Required action: Identify the line in which "let bengal_score = results.iter().find(|r|" appears, then reproduce that line and all remaining lines of the records word for word.

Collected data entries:
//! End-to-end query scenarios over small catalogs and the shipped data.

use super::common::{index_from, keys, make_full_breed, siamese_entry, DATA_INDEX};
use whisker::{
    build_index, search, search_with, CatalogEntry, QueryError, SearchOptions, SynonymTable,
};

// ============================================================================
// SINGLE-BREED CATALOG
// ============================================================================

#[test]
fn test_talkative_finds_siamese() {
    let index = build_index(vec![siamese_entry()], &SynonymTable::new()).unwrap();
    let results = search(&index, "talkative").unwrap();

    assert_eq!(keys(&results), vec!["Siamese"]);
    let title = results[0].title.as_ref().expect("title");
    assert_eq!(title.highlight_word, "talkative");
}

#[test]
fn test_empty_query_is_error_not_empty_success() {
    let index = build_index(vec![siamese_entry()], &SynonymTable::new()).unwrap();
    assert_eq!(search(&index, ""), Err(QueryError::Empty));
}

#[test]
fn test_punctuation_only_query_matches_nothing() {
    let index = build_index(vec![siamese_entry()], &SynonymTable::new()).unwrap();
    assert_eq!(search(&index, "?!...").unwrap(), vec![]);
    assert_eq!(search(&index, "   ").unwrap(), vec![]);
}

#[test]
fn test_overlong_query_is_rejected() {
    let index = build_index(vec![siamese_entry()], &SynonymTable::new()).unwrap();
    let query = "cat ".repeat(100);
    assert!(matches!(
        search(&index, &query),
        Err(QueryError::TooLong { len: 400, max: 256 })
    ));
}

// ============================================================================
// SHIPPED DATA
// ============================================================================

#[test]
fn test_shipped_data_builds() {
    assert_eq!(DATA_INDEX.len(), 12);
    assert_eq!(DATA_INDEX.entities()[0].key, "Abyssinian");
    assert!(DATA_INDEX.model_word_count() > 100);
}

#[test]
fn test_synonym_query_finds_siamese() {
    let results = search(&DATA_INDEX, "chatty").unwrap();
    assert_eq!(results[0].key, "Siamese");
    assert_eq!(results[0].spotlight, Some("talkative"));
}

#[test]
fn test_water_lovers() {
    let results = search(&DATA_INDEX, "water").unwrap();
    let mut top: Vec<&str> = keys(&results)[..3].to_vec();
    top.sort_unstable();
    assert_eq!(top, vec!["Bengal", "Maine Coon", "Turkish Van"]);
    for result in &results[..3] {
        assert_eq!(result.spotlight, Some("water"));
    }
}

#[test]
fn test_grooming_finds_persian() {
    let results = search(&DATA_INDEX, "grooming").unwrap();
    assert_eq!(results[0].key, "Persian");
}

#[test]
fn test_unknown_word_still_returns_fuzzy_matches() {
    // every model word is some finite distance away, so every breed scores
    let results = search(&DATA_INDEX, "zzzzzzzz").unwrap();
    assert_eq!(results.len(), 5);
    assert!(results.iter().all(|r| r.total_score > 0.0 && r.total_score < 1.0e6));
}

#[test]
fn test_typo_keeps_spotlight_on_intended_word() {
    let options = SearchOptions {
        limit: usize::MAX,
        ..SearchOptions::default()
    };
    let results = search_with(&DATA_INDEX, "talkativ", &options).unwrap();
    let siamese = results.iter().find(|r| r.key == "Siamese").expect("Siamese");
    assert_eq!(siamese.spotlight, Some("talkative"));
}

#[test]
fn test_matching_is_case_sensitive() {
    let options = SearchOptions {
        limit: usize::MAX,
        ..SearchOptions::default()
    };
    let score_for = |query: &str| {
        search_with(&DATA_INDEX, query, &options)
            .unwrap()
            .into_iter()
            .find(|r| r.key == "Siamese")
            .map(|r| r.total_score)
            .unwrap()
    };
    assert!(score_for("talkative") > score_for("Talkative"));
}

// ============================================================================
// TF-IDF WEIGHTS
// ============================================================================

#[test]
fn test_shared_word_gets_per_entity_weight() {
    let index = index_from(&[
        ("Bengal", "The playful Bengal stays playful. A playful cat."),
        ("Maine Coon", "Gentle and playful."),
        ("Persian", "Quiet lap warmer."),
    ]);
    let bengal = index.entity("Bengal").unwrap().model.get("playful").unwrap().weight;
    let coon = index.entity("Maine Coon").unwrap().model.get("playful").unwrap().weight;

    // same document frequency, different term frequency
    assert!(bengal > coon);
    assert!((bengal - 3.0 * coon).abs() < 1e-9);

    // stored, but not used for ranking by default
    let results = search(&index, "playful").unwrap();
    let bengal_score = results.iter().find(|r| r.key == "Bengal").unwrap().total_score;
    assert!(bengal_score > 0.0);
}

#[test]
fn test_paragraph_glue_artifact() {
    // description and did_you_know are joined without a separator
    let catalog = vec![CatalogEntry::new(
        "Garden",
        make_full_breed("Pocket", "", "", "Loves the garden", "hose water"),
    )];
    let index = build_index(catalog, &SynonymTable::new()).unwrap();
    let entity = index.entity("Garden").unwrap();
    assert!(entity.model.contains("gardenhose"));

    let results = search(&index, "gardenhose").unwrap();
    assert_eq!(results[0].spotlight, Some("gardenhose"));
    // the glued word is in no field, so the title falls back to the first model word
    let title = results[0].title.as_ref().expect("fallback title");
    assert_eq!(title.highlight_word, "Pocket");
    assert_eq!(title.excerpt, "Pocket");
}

Output below:
    let bengal_score = results.iter().find(|r| r.key == "Bengal").unwrap().total_score;
    assert!(bengal_score > 0.0);
}

#[test]
fn test_paragraph_glue_artifact() {
    // description and did_you_know are joined without a separator
    let catalog = vec![CatalogEntry::new(
        "Garden",
        make_full_breed("Pocket", "", "", "Loves the garden", "hose water"),
    )];
    let index = build_index(catalog, &SynonymTable::new()).unwrap();
    let entity = index.entity("Garden").unwrap();
    assert!(entity.model.contains("gardenhose"));

    let results = search(&index, "gardenhose").unwrap();
    assert_eq!(results[0].spotlight, Some("gardenhose"));
    // the glued word is in no field, so the title falls back to the first model word
    let title = results[0].title.as_ref().expect("fallback title");
    assert_eq!(title.highlight_word, "Pocket");
    assert_eq!(title.excerpt, "Pocket");
}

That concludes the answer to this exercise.